::: EXTRACTED INFORMATION

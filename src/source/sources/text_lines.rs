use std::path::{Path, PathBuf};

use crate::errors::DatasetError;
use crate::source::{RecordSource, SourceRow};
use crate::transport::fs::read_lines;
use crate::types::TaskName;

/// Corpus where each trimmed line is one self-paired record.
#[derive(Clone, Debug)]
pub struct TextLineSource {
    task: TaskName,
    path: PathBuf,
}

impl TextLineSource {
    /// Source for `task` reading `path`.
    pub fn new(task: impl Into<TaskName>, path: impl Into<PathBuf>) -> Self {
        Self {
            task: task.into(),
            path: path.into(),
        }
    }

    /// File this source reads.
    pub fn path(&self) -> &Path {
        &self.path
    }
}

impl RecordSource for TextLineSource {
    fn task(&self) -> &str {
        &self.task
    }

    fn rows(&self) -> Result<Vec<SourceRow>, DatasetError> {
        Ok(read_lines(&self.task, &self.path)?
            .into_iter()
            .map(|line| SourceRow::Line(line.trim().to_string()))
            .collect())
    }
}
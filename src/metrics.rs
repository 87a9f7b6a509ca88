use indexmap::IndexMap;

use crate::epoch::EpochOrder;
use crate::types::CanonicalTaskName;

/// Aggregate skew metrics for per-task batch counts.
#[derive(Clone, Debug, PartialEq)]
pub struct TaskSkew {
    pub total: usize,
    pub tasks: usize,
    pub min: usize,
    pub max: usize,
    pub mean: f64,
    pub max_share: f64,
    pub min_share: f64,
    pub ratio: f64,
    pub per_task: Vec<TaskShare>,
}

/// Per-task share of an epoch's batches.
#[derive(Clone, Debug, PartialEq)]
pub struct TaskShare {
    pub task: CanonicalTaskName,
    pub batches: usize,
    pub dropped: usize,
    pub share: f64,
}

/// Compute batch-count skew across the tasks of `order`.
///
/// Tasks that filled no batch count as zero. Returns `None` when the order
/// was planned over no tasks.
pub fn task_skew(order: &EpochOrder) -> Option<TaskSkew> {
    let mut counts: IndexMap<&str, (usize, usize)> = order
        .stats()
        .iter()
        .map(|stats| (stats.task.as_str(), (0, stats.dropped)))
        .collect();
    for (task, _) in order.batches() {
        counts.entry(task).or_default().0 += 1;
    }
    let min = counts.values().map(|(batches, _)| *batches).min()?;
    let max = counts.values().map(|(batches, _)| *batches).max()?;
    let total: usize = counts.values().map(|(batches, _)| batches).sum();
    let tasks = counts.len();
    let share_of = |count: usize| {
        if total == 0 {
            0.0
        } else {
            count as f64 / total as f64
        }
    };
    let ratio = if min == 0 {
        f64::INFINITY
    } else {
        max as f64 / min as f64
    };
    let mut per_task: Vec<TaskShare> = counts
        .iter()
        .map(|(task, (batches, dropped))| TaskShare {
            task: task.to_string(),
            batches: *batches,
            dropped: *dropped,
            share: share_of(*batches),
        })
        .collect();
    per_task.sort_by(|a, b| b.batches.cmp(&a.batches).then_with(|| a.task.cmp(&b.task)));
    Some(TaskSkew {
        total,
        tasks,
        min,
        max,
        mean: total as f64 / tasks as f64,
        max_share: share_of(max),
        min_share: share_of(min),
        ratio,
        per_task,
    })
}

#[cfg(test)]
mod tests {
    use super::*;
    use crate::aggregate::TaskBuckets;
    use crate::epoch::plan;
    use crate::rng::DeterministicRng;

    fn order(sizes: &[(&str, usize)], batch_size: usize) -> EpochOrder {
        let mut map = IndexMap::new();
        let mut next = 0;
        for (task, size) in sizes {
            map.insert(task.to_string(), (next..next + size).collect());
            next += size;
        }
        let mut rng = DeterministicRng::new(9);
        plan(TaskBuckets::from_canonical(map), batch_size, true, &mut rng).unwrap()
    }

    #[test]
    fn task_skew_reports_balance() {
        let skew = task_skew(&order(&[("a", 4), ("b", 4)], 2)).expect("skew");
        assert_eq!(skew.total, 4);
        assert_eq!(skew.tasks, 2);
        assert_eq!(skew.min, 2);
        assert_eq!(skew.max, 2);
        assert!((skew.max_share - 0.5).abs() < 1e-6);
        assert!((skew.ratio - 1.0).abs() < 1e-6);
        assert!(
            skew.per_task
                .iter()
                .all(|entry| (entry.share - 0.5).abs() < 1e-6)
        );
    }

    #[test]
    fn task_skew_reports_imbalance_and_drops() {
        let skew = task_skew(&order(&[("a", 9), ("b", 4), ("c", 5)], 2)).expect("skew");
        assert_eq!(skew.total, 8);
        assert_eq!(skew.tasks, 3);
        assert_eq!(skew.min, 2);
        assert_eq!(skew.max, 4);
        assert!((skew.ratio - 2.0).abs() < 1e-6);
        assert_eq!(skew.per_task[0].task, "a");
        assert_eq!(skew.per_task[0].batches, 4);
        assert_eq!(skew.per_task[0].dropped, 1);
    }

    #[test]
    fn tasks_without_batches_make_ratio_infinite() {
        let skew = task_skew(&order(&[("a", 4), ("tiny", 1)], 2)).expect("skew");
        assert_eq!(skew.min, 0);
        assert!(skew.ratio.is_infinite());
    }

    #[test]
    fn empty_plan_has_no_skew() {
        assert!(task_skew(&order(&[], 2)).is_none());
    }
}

::::::

▸ **WHAT YOU SHOULD DO**:
In full and without alteration, write out each record.

▸ **TASK SOLUTION**:
filename src/source/sources/text_lines.rs
use std::path::{Path, PathBuf};

use crate::errors::DatasetError;
use crate::source::{RecordSource, SourceRow};
use crate::transport::fs::read_lines;
use crate::types::TaskName;

/// Corpus where each trimmed line is one self-paired record.
#[derive(Clone, Debug)]
pub struct TextLineSource {
    task: TaskName,
    path: PathBuf,
}

impl TextLineSource {
    /// Source for `task` reading `path`.
    pub fn new(task: impl Into<TaskName>, path: impl Into<PathBuf>) -> Self {
        Self {
            task: task.into(),
            path: path.into(),
        }
    }

    /// File this source reads.
    pub fn path(&self) -> &Path {
        &self.path
    }
}

impl RecordSource for TextLineSource {
    fn task(&self) -> &str {
        &self.task
    }

    fn rows(&self) -> Result<Vec<SourceRow>, DatasetError> {
        Ok(read_lines(&self.task, &self.path)?
            .into_iter()
            .map(|line| SourceRow::Line(line.trim().to_string()))
            .collect())
    }
}
filename src/metrics.rs
repository 87a9f7b6a509ca88
use indexmap::IndexMap;

use crate::epoch::EpochOrder;
use crate::types::CanonicalTaskName;

/// Aggregate skew metrics for per-task batch counts.
#[derive(Clone, Debug, PartialEq)]
pub struct TaskSkew {
    pub total: usize,
    pub tasks: usize,
    pub min: usize,
    pub max: usize,
    pub mean: f64,
    pub max_share: f64,
    pub min_share: f64,
    pub ratio: f64,
    pub per_task: Vec<TaskShare>,
}

/// Per-task share of an epoch's batches.
#[derive(Clone, Debug, PartialEq)]
pub struct TaskShare {
    pub task: CanonicalTaskName,
    pub batches: usize,
    pub dropped: usize,
    pub share: f64,
}

/// Compute batch-count skew across the tasks of `order`.
///
/// Tasks that filled no batch count as zero. Returns `None` when the order
/// was planned over no tasks.
pub fn task_skew(order: &EpochOrder) -> Option<TaskSkew> {
    let mut counts: IndexMap<&str, (usize, usize)> = order
        .stats()
        .iter()
        .map(|stats| (stats.task.as_str(), (0, stats.dropped)))
        .collect();
    for (task, _) in order.batches() {
        counts.entry(task).or_default().0 += 1;
    }
    let min = counts.values().map(|(batches, _)| *batches).min()?;
    let max = counts.values().map(|(batches, _)| *batches).max()?;
    let total: usize = counts.values().map(|(batches, _)| batches).sum();
    let tasks = counts.len();
    let share_of = |count: usize| {
        if total == 0 {
            0.0
        } else {
            count as f64 / total as f64
        }
    };
    let ratio = if min == 0 {
        f64::INFINITY
    } else {
        max as f64 / min as f64
    };
    let mut per_task: Vec<TaskShare> = counts
        .iter()
        .map(|(task, (batches, dropped))| TaskShare {
            task: task.to_string(),
            batches: *batches,
            dropped: *dropped,
            share: share_of(*batches),
        })
        .collect();
    per_task.sort_by(|a, b| b.batches.cmp(&a.batches).then_with(|| a.task.cmp(&b.task)));
    Some(TaskSkew {
        total,
        tasks,
        min,
        max,
        mean: total as f64 / tasks as f64,
        max_share: share_of(max),
        min_share: share_of(min),
        ratio,
        per_task,
    })
}

#[cfg(test)]
mod tests {
    use super::*;
    use crate::aggregate::TaskBuckets;
    use crate::epoch::plan;
    use crate::rng::DeterministicRng;

    fn order(sizes: &[(&str, usize)], batch_size: usize) -> EpochOrder {
        let mut map = IndexMap::new();
        let mut next = 0;
        for (task, size) in sizes {
            map.insert(task.to_string(), (next..next + size).collect());
            next += size;
        }
        let mut rng = DeterministicRng::new(9);
        plan(TaskBuckets::from_canonical(map), batch_size, true, &mut rng).unwrap()
    }

    #[test]
    fn task_skew_reports_balance() {
        let skew = task_skew(&order(&[("a", 4), ("b", 4)], 2)).expect("skew");
        assert_eq!(skew.total, 4);
        assert_eq!(skew.tasks, 2);
        assert_eq!(skew.min, 2);
        assert_eq!(skew.max, 2);
        assert!((skew.max_share - 0.5).abs() < 1e-6);
        assert!((skew.ratio - 1.0).abs() < 1e-6);
        assert!(
            skew.per_task
                .iter()
                .all(|entry| (entry.share - 0.5).abs() < 1e-6)
        );
    }

    #[test]
    fn task_skew_reports_imbalance_and_drops() {
        let skew = task_skew(&order(&[("a", 9), ("b", 4), ("c", 5)], 2)).expect("skew");
        assert_eq!(skew.total, 8);
        assert_eq!(skew.tasks, 3);
        assert_eq!(skew.min, 2);
        assert_eq!(skew.max, 4);
        assert!((skew.ratio - 2.0).abs() < 1e-6);
        assert_eq!(skew.per_task[0].task, "a");
        assert_eq!(skew.per_task[0].batches, 4);
        assert_eq!(skew.per_task[0].dropped, 1);
    }

    #[test]
    fn tasks_without_batches_make_ratio_infinite() {
        let skew = task_skew(&order(&[("a", 4), ("tiny", 1)], 2)).expect("skew");
        assert_eq!(skew.min, 0);
        assert!(skew.ratio.is_infinite());
    }

    #[test]
    fn empty_plan_has_no_skew() {
        assert!(task_skew(&order(&[], 2)).is_none());
    }
}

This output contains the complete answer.